▶ How to complete this task:
All entries below are to be returned in full, exactly as they stand.

▶ Records for this exercise:
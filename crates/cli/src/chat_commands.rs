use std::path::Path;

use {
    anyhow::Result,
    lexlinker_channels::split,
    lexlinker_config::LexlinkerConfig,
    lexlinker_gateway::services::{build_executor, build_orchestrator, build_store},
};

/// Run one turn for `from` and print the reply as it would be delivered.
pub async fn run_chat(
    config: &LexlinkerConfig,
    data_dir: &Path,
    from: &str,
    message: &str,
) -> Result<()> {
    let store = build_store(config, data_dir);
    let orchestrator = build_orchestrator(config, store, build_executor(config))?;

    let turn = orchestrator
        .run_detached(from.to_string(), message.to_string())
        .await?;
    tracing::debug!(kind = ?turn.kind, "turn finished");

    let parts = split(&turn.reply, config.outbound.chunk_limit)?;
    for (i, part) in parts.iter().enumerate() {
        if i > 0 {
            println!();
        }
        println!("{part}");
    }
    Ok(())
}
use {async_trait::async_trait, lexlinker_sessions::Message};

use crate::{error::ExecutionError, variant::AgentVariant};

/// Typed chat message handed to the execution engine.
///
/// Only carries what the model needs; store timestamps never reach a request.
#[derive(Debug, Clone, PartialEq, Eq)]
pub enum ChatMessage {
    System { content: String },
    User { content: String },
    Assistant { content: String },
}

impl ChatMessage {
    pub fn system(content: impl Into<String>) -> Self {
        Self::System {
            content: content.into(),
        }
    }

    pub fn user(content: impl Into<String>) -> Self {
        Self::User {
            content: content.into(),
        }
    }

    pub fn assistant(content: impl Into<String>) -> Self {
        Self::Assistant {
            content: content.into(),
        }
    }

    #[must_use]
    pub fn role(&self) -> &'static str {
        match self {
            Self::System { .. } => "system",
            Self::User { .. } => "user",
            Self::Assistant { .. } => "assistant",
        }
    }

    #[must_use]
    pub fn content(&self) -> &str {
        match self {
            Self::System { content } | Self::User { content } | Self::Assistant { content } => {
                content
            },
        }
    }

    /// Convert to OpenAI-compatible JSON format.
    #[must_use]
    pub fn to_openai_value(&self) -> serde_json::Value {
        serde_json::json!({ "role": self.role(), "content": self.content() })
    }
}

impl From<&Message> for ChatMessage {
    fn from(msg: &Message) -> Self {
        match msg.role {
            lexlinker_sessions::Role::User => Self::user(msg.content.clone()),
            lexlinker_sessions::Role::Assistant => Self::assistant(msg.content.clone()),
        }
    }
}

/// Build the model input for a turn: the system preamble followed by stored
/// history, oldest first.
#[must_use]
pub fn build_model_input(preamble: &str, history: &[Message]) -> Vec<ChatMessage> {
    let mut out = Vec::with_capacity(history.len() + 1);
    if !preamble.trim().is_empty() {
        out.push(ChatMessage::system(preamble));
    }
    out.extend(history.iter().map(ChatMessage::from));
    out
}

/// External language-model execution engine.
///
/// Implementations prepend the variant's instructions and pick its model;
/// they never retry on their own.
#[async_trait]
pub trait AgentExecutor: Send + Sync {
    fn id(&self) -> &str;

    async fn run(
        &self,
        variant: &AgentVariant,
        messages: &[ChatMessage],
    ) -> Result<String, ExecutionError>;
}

▶ Task output:
filename crates/cli/src/chat_commands.rs
use std::path::Path;

use {
    anyhow::Result,
    lexlinker_channels::split,
    lexlinker_config::LexlinkerConfig,
    lexlinker_gateway::services::{build_executor, build_orchestrator, build_store},
};

/// Run one turn for `from` and print the reply as it would be delivered.
pub async fn run_chat(
    config: &LexlinkerConfig,
    data_dir: &Path,
    from: &str,
    message: &str,
) -> Result<()> {
    let store = build_store(config, data_dir);
    let orchestrator = build_orchestrator(config, store, build_executor(config))?;

    let turn = orchestrator
        .run_detached(from.to_string(), message.to_string())
        .await?;
    tracing::debug!(kind = ?turn.kind, "turn finished");

    let parts = split(&turn.reply, config.outbound.chunk_limit)?;
    for (i, part) in parts.iter().enumerate() {
        if i > 0 {
            println!();
        }
        println!("{part}");
    }
    Ok(())
}
use {async_trait::async_trait, lexlinker_sessions::Message};

use crate::{error::ExecutionError, variant::AgentVariant};

/// Typed chat message handed to the execution engine.
///
/// Only carries what the model needs; store timestamps never reach a request.
#[derive(Debug, Clone, PartialEq, Eq)]
pub enum ChatMessage {
    System { content: String },
    User { content: String },
    Assistant { content: String },
}

impl ChatMessage {
    pub fn system(content: impl Into<String>) -> Self {
        Self::System {
            content: content.into(),
        }
    }

    pub fn user(content: impl Into<String>) -> Self {
        Self::User {
            content: content.into(),
        }
    }

    pub fn assistant(content: impl Into<String>) -> Self {
        Self::Assistant {
            content: content.into(),
        }
    }

    #[must_use]
    pub fn role(&self) -> &'static str {
        match self {
            Self::System { .. } => "system",
            Self::User { .. } => "user",
            Self::Assistant { .. } => "assistant",
        }
    }

    #[must_use]
    pub fn content(&self) -> &str {
        match self {
            Self::System { content } | Self::User { content } | Self::Assistant { content } => {
                content
            },
        }
    }

    /// Convert to OpenAI-compatible JSON format.
    #[must_use]
    pub fn to_openai_value(&self) -> serde_json::Value {
        serde_json::json!({ "role": self.role(), "content": self.content() })
    }
}

impl From<&Message> for ChatMessage {
    fn from(msg: &Message) -> Self {
        match msg.role {
            lexlinker_sessions::Role::User => Self::user(msg.content.clone()),
            lexlinker_sessions::Role::Assistant => Self::assistant(msg.content.clone()),
        }
    }
}

/// Build the model input for a turn: the system preamble followed by stored
/// history, oldest first.
#[must_use]
pub fn build_model_input(preamble: &str, history: &[Message]) -> Vec<ChatMessage> {
    let mut out = Vec::with_capacity(history.len() + 1);
    if !preamble.trim().is_empty() {
        out.push(ChatMessage::system(preamble));
    }
    out.extend(history.iter().map(ChatMessage::from));
    out
}

/// External language-model execution engine.
///
/// Implementations prepend the variant's instructions and pick its model;
/// they never retry on their own.
#[async_trait]
pub trait AgentExecutor: Send + Sync {
    fn id(&self) -> &str;

    async fn run(
        &self,
        variant: &AgentVariant,
        messages: &[ChatMessage],
    ) -> Result<String, ExecutionError>;
}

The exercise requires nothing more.